I am running glmnet for the first time and I am getting some weird results.
My dataset has n = 139; p = 70 (correlated variables)
I am trying to estimate the effect of each variable for both, inference and prediction. I am running:
> cvfit = cv.glmnet(X, Y,family = c('gaussian'),alpha = 0.5,intercept = T,standardize = T,nlambda=100,type = "mse")
> coef(cvfit, s = "lambda.min")
From all the 70 estimates, two caught my attention:
4 0.5731999
14 5.419356829
What bugs me is the fact that:
> cor(X[,4],Y)
[1,] 0.674714
> cor(X[,14],Y)
[1,] -0.01742419
In addition, if I standardize X myself (using scale(X)) and run it again:
> cvfit = cv.glmnet(scale(X), Y,family = c('gaussian'),alpha = 0.5,intercept = T,standardize = F,nlambda=100,type = "mse")
> coef(cvfit, s = "lambda.min")
I now get that 4 has the highest effect and variable "14" is about 5 times smaller. I couldn't find a good description about the normalization process in glmnet. Any clue as to why this is happening (I don't think its a bug, I just would like to understand why and which one is right)?

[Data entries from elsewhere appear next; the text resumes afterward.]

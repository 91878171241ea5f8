//! Translation/copy collaborator
//!
//! Given a Global page and a target locale, a [`Translator`] produces the
//! title and body of the localized page. The content model treats it as a
//! black box; it is invoked by `add_region`, by propagation for unedited
//! translations, and when an editor accepts the source.
//!
//! | Method | Implementation |
//! |--------|----------------|
//! | `copy` | [`CopyTranslator`] (in-process, verbatim) |
//! | `ai`   | [`CommandTranslator`] (external command, JSON over stdio) |

mod copy;
mod command;

pub use copy::CopyTranslator;
pub use command::{CommandTranslator, TranslateRequest, TranslateResponse};

use thiserror::Error;

use crate::domain::{GenerationMethod, Locale, Page};

#[derive(Debug, Error)]
pub enum TranslateError {
    #[error("No translator configured for method '{0}'")]
    Unsupported(GenerationMethod),

    #[error("Translator command failed: {0}")]
    Command(String),

    #[error("Translator returned an invalid response: {0}")]
    InvalidResponse(String),

    #[error("Translator I/O error: {0}")]
    Io(#[from] std::io::Error),
}

/// Output of a translator
#[derive(Debug, Clone, PartialEq, Eq)]
pub struct Generated {
    pub title: String,
    pub content: String,
    pub method: GenerationMethod,
}

/// Produces localized content from a Global page
pub trait Translator {
    fn generate(
        &self,
        source: &Page,
        locale: &Locale,
        method: GenerationMethod,
    ) -> Result<Generated, TranslateError>;
}

/// Routes each method to its own translator
///
/// `copy` is always available; `ai` needs an external command.
#[derive(Default)]
pub struct Translators {
    copy: CopyTranslator,
    ai: Option<CommandTranslator>,
}

impl Translators {
    pub fn new() -> Self {
        Self::default()
    }

    /// Sets the external machine-translation command
    pub fn with_ai(mut self, ai: CommandTranslator) -> Self {
        self.ai = Some(ai);
        self
    }

    pub fn has_ai(&self) -> bool {
        self.ai.is_some()
    }
}

impl Translator for Translators {
    fn generate(
        &self,
        source: &Page,
        locale: &Locale,
        method: GenerationMethod,
    ) -> Result<Generated, TranslateError> {
        match method {
            GenerationMethod::Copy => self.copy.generate(source, locale, method),
            GenerationMethod::Ai => match &self.ai {
                Some(ai) => ai.generate(source, locale, method),
                None => Err(TranslateError::Unsupported(method)),
            },
        }
    }
}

PS: I ran this many times, so I know it is not an effect of the sampling during the cross-validation.
and run it again with standardize = F, variable "4" is again the highest one, and variable "14", although non-zero is 5 times less than 14.
I couldn't find a good description on the manual of why their standardization is different then standardizing to mean 0 and var 1 thanks
– Marc Dec 02 '14 at 00:45But still could not find a recommendation whether standardize = T is better than x = scale(X) and standardize = F.
– Marc Dec 02 '14 at 01:07